Problem to work on:
Your answer should be only the lines below from the one with "#[derive(Parser)]" to the one with "fn main() ->", repeated exactly, ends included.

(Given records Opens)

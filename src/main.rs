use camera_map::config::AppConfig;
use camera_map::datasets::Dataset;
use camera_map::pipeline;
use clap::{Parser, Subcommand, ValueEnum};
use std::path::PathBuf;

#[derive(Parser)]
#[command(author, version, about, long_about = None)]
struct Cli {
    #[command(subcommand)]
    command: Commands,
}

#[derive(Subcommand)]
enum Commands {
    /// Render camera maps to standalone HTML files
    Generate {
        #[arg(value_enum, default_value = "all")]
        dataset: DatasetArg,
        #[arg(short, long, value_name = "FILE", default_value = "config.toml")]
        config: PathBuf,
    },
    /// Load and validate a dataset without rendering it
    Inspect {
        #[arg(value_enum)]
        dataset: DatasetArg,
        #[arg(short, long, value_name = "FILE", default_value = "config.toml")]
        config: PathBuf,
    },
}

#[derive(Clone, Copy, ValueEnum)]
enum DatasetArg {
    Korea,
    CentralAsia,
    Neoline,
    All,
}

impl DatasetArg {
    fn datasets(self) -> Vec<Dataset> {
        match self {
            DatasetArg::Korea => vec![Dataset::Korea],
            DatasetArg::CentralAsia => vec![Dataset::CentralAsia],
            DatasetArg::Neoline => vec![Dataset::Neoline],
            DatasetArg::All => Dataset::ALL.to_vec(),
        }
    }
}

fn main() -> anyhow::Result<()> {
    tracing_subscriber::fmt::init();

    let cli = Cli::parse();

    match &cli.command {
        Commands::Generate { dataset, config } => {
            let app_config = AppConfig::load_or_default(config)?;

            for dataset in dataset.datasets() {
                let summary = pipeline::generate(dataset, app_config.dataset(dataset))?;
                println!(
                    "Map saved to {} ({} cameras)",
                    summary.output.display(),
                    summary.rendered
                );
            }
        }
        Commands::Inspect { dataset, config } => {
            let app_config = AppConfig::load_or_default(config)?;

            for dataset in dataset.datasets() {
                let report = pipeline::inspect(dataset, app_config.dataset(dataset))?;
                println!(
                    "{}: {} loaded, {} valid, {} skipped",
                    dataset,
                    report.loaded,
                    report.kept,
                    report.loaded - report.kept
                );
                for (color, count) in &report.by_color {
                    println!("  {:<8} {}", color, count);
                }
            }
        }
    }

    Ok(())
}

(Given records Closes)

Exercise result:
#[derive(Parser)]
#[command(author, version, about, long_about = None)]
struct Cli {
    #[command(subcommand)]
    command: Commands,
}

#[derive(Subcommand)]
enum Commands {
    /// Render camera maps to standalone HTML files
    Generate {
        #[arg(value_enum, default_value = "all")]
        dataset: DatasetArg,
        #[arg(short, long, value_name = "FILE", default_value = "config.toml")]
        config: PathBuf,
    },
    /// Load and validate a dataset without rendering it
    Inspect {
        #[arg(value_enum)]
        dataset: DatasetArg,
        #[arg(short, long, value_name = "FILE", default_value = "config.toml")]
        config: PathBuf,
    },
}

#[derive(Clone, Copy, ValueEnum)]
enum DatasetArg {
    Korea,
    CentralAsia,
    Neoline,
    All,
}

impl DatasetArg {
    fn datasets(self) -> Vec<Dataset> {
        match self {
            DatasetArg::Korea => vec![Dataset::Korea],
            DatasetArg::CentralAsia => vec![Dataset::CentralAsia],
            DatasetArg::Neoline => vec![Dataset::Neoline],
            DatasetArg::All => Dataset::ALL.to_vec(),
        }
    }
}

fn main() -> anyhow::Result<()> {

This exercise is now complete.